Quanto alla condotta, è vero che l'azione di Tizio non ha mutato la destinazione né del balcone né dell'immobile; ma è vero, altresì, che l'art. 392 del c.p. punisce anche la condotta di chi trasforma la cosa. Tizio ha sostituito il calcestruzzo del balcone del primo piano; nell'appartamento a piano terra ha sostituito pavimenti, infissi ecc.: pertanto la sua condotta sembra configurare una trasformazione della cosa, intesa quale sua modifica strutturale. Trattasi, comunque, di condotta "al limite" in quanto Tizio potrebbe difendersi sostenendo di non aver modificato la cosa in sé ma, piuttosto, alcune sue parti (è evidente che questa argomentazione è più facilmente sostenibile dove gli interventi siano stati minori; meno se i lavori hanno coinvolto gran parte del bene).

Quanto alla situazione "di pericolo" della soletta del balcone, questa potrebbe esser ricondotta allo stato di necessità (art. 54 del c.p.) per cui, se questo fosse ritenuto sussistente, la condotta sarebbe scriminata e quindi non illecita.

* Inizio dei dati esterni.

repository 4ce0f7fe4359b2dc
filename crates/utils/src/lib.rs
pub mod logging;
pub mod version;
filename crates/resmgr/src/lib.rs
//! State cache of a node-local CRI resource manager.
//!
//! [`cache::Cache`] reconstructs pods and containers from intercepted CRI
//! requests and replies, decodes the resource requirements an admission
//! webhook stores in pod annotations and classifies pods into Kubernetes QoS
//! classes. [`replay`] feeds recorded CRI traffic through a cache.

pub mod cache;
pub mod config;
pub mod replay;
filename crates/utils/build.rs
use std::env;

fn main() {
    if let Err(err) = emit_git_variables() {
        println!("cargo:warning=vergen: {err}");
    }

    let version = env::var("VERSION").unwrap_or_else(|_| env!("CARGO_PKG_VERSION").to_string());
    println!("cargo:rustc-env=IMAGE_VERSION={version}");
    println!("cargo:rerun-if-env-changed=VERSION");
}

fn emit_git_variables() -> anyhow::Result<()> {
    let mut builder = vergen_git2::Git2Builder::default();

    builder.sha(true);
    builder.dirty(true);

    let git2 = builder.build()?;

    vergen_git2::Emitter::default()
        .fail_on_error()
        .add_instructions(&git2)?
        .emit()
}
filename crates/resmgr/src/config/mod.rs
pub mod cli;
pub mod replay;

pub use cli::*;
pub use replay::*;
//! Container entity, built from intercepted create requests or list replies.

use std::collections::HashMap;

use api_types::Container as CriContainer;
use api_types::ContainerState;
use api_types::CreateContainerRequest;
use api_types::KeyValue;
use api_types::LinuxContainerResources;
use error_stack::Report;
use tracing::debug;

use super::annotations::Metadata;
use super::error::CacheError;
use super::error::Result;
use super::pod::Pod;
use super::qos::QosClass;
use super::resources::ResourceRequirements;
use super::Cache;

/// A container known to the runtime, or being created through it.
#[derive(Debug, Clone)]
pub struct Container {
    id: String,
    pod_id: String,
    name: String,
    namespace: String,
    state: ContainerState,
    image: String,
    command: Vec<String>,
    args: Vec<String>,
    env: Vec<KeyValue>,
    labels: HashMap<String, String>,
    annotations: HashMap<String, String>,
    linux_resources: Option<LinuxContainerResources>,
}

impl Container {
    fn new(id: String, pod: &Pod) -> Self {
        Self {
            id,
            pod_id: pod.id().to_string(),
            name: String::new(),
            namespace: pod.namespace().to_string(),
            state: ContainerState::default(),
            image: String::new(),
            command: Vec::new(),
            args: Vec::new(),
            env: Vec::new(),
            labels: HashMap::new(),
            annotations: HashMap::new(),
            linux_resources: None,
        }
    }

    /// Create a container from an intercepted create request.
    ///
    /// `id` is the provisional id the cache uses until the runtime replies.
    ///
    /// # Errors
    ///
    /// - [`CacheError::MissingContainerConfig`] if the request has no config
    /// - [`CacheError::MissingContainerMetadata`] if the config has no metadata
    pub fn from_create_request(
        id: impl Into<String>,
        request: CreateContainerRequest,
        pod: &Pod,
    ) -> Result<Self> {
        let mut container = Self::new(id.into(), pod);

        let Some(config) = request.config else {
            return Err(Report::new(CacheError::MissingContainerConfig {
                container_id: container.id,
            }));
        };
        let Some(meta) = config.metadata else {
            return Err(Report::new(CacheError::MissingContainerMetadata {
                container_id: container.id,
                origin: "request",
            }));
        };

        container.name = meta.name;
        container.state = ContainerState::Created;
        container.image = config.image.map(|image| image.image).unwrap_or_default();
        container.command = config.command;
        container.args = config.args;
        container.env = config.envs;
        container.labels = config.labels;
        container.annotations = config.annotations;
        container.linux_resources = config.linux.and_then(|linux| linux.resources);

        Ok(container)
    }

    /// Create a container from an entry of a container list reply.
    ///
    /// # Errors
    ///
    /// - [`CacheError::MissingContainerMetadata`] if the reply has no metadata
    pub fn from_list_response(reply: CriContainer, pod: &Pod) -> Result<Self> {
        let mut container = Self::new(reply.id, pod);

        let Some(meta) = reply.metadata else {
            return Err(Report::new(CacheError::MissingContainerMetadata {
                container_id: container.id,
                origin: "reply",
            }));
        };

        container.name = meta.name;
        container.state = reply.state;
        container.image = reply.image.map(|image| image.image).unwrap_or_default();
        container.labels = reply.labels;
        container.annotations = reply.annotations;

        Ok(container)
    }

    pub(crate) fn set_id(&mut self, id: String) {
        self.id = id;
    }

    /// Returns true if the state changed.
    pub(crate) fn update_state(&mut self, state: ContainerState) -> bool {
        if self.state == state {
            return false;
        }
        debug!(
            container_id = %self.id,
            old_state = %self.state,
            new_state = %state,
            "Container state changed"
        );
        self.state = state;
        true
    }

    /// Keys under which the webhook annotation may refer to this container.
    pub(crate) fn resource_keys(&self) -> [&str; 2] {
        [&self.id, &self.name]
    }

    /// Id of the owning pod sandbox.
    pub fn pod_id(&self) -> &str {
        &self.pod_id
    }

    pub fn name(&self) -> &str {
        &self.name
    }

    pub fn namespace(&self) -> &str {
        &self.namespace
    }

    pub fn state(&self) -> ContainerState {
        self.state
    }

    pub fn image(&self) -> &str {
        &self.image
    }

    pub fn command(&self) -> &[String] {
        &self.command
    }

    pub fn args(&self) -> &[String] {
        &self.args
    }

    /// Value of an environment variable set in the container config.
    pub fn env(&self, key: &str) -> Option<&str> {
        self.env
            .iter()
            .find(|kv| kv.key == key)
            .map(|kv| kv.value.as_str())
    }

    pub fn env_keys(&self) -> Vec<&str> {
        self.env.iter().map(|kv| kv.key.as_str()).collect()
    }

    /// Linux resources requested from the runtime, if known.
    pub fn linux_resources(&self) -> Option<&LinuxContainerResources> {
        self.linux_resources.as_ref()
    }

    /// The owning pod.
    pub fn pod<'c>(&self, cache: &'c Cache) -> Option<&'c Pod> {
        cache.lookup_pod(&self.pod_id)
    }

    /// Requirements declared for this container by the pod's webhook annotation.
    pub fn resource_requirements(&self, cache: &Cache) -> ResourceRequirements {
        self.pod(cache)
            .and_then(|pod| pod.resources())
            .and_then(|resources| resources.container(self.resource_keys()))
            .cloned()
            .unwrap_or_default()
    }

    /// QoS class of the owning pod.
    pub fn qos_class(&self, cache: &Cache) -> QosClass {
        self.pod(cache)
            .map(Pod::qos_class)
            .unwrap_or(QosClass::BestEffort)
    }
}

impl Metadata for Container {
    const KIND: &'static str = "container";

    fn id(&self) -> &str {
        &self.id
    }

    fn labels(&self) -> &HashMap<String, String> {
        &self.labels
    }

    fn annotations(&self) -> &HashMap<String, String> {
        &self.annotations
    }
}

Tuttavia sembra difficile ritenere configurato uno stato di necessità ex art. 54 c.p.. Questa norma esige l'inevitabilità del pericolo che, però, è esclusa dalla possibilità di ricorrere all'autorità giudiziaria per invocare tutela (Cass. 4903/2007), possibilità che sembra sussistesse per Tizio. Inoltre il pericolo non deve essere stato causato da chi invoca lo stato di necessità, per cui se Tizio ha contribuito alla rovina del balcone, anche solo colposamente (cioè omettendo una manutenzione dovuta), non potrà valersi della scriminante (v. Cass. 16012/2005).

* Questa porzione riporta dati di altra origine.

use crate::error::TrSheetError;
use crate::extraction::{PageContent, PdfExtractor};
use std::io::Write;
use std::process::Command;

/// PDF extraction backend using pdftotext (from poppler-utils).
///
/// With `layout` enabled (the default) pdftotext keeps cells that share a
/// visual line on one text line, which is what the request field patterns
/// rely on.
pub struct PdftotextExtractor {
    layout: bool,
}

impl PdftotextExtractor {
    pub fn new() -> Self {
        PdftotextExtractor { layout: true }
    }

    /// Use pdftotext's reading-order mode instead of `-layout`.
    pub fn without_layout() -> Self {
        PdftotextExtractor { layout: false }
    }

    /// Check if pdftotext is available on the system.
    pub fn is_available() -> bool {
        Command::new("pdftotext")
            .arg("-v")
            .output()
            .map(|o| o.status.success() || !o.stderr.is_empty())
            .unwrap_or(false)
    }

    /// Fail with `PdftotextNotFound` before any work when the binary is missing.
    pub fn ensure_available() -> Result<(), TrSheetError> {
        if Self::is_available() {
            Ok(())
        } else {
            Err(TrSheetError::PdftotextNotFound)
        }
    }
}

impl Default for PdftotextExtractor {
    fn default() -> Self {
        Self::new()
    }
}

impl PdfExtractor for PdftotextExtractor {
    fn extract_pages(&self, pdf_bytes: &[u8]) -> Result<Vec<PageContent>, TrSheetError> {
        let mut tmpfile =
            tempfile::NamedTempFile::new().map_err(|e| TrSheetError::Extraction(e.to_string()))?;
        tmpfile
            .write_all(pdf_bytes)
            .map_err(|e| TrSheetError::Extraction(e.to_string()))?;

        let mut cmd = Command::new("pdftotext");
        if self.layout {
            cmd.arg("-layout");
        }
        let output = cmd
            .arg(tmpfile.path())
            .arg("-") // output to stdout
            .output()
            .map_err(|e| {
                if e.kind() == std::io::ErrorKind::NotFound {
                    TrSheetError::PdftotextNotFound
                } else {
                    TrSheetError::Extraction(format!("pdftotext failed: {}", e))
                }
            })?;

        if !output.status.success() {
            let code = output.status.code().unwrap_or(-1);
            let stderr = String::from_utf8_lossy(&output.stderr).to_string();
            return Err(TrSheetError::PdftotextFailed { code, stderr });
        }

        let text = String::from_utf8_lossy(&output.stdout);
        let pages = split_pages(&text);
        log::debug!(
            "{} extracted {} page(s) from {} byte(s)",
            self.backend_name(),
            pages.len(),
            pdf_bytes.len()
        );
        Ok(pages)
    }

    fn backend_name(&self) -> &str {
        "pdftotext"
    }
}

/// Split pdftotext output into pages on the form feed separator.
///
/// pdftotext terminates every page with `\x0c`, so the segment after the last
/// separator is empty and is not a page. Blank pages in the middle are kept so
/// page numbers stay aligned with the document.
fn split_pages(text: &str) -> Vec<PageContent> {
    let mut segments: Vec<&str> = text.split('\x0c').collect();
    if segments.len() > 1 && segments.last().is_some_and(|s| s.trim().is_empty()) {
        segments.pop();
    }

    segments
        .into_iter()
        .enumerate()
        .map(|(i, page_text)| PageContent {
            page_number: i + 1,
            lines: page_text.lines().map(|l| l.to_string()).collect(),
        })
        .collect()
}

In relazione all'elemento soggettivo, come si è detto, dovrà essere provato che Tizio agiva con coscienza e volontà di realizzare la condotta di trasformazione nonché allo scopo, specifico, di esercitare un diritto di cui era titolare. In assenza, l'elemento non potrà dirsi integrato.

Sul piano civilistico, la situazione di comproprietà del balcone è riconducibile alla fattispecie della comunione ereditaria, disciplinata, oltre che dalle relative norme, da quelle sulla comunione ordinaria (art. 1100 ss c.c.), in quanto applicabili.
I lavori, qualificabili come atti eccedenti l'ordinaria amministrazione, dovevano essere deliberati con le maggioranze di cui all'art. 1108 co. 1 c.c. (maggioranza che rappresenti almeno 2/3 del valore del bene); in assenza la disposizione è violata.

Quanto all'immobile a piano terra, la donazione ne ha trasferito la proprietà a Tizio con diritto di usufrutto dei genitori; quindi, deceduto il padre, la scelta sui lavori spettava a Tizio ed alla madre. Un'eventuale contestazione degli altri eredi non impediva loro di procedere, sul piano civilistico, salvo che fosse stata proposta anche azione in via di urgenza volta ad impedirli (es. tutela cautelare). Tuttavia se Tizio dovesse essere ritenuto colpevole del reato la sua condotta rileverebbe anche sul piano civilistico.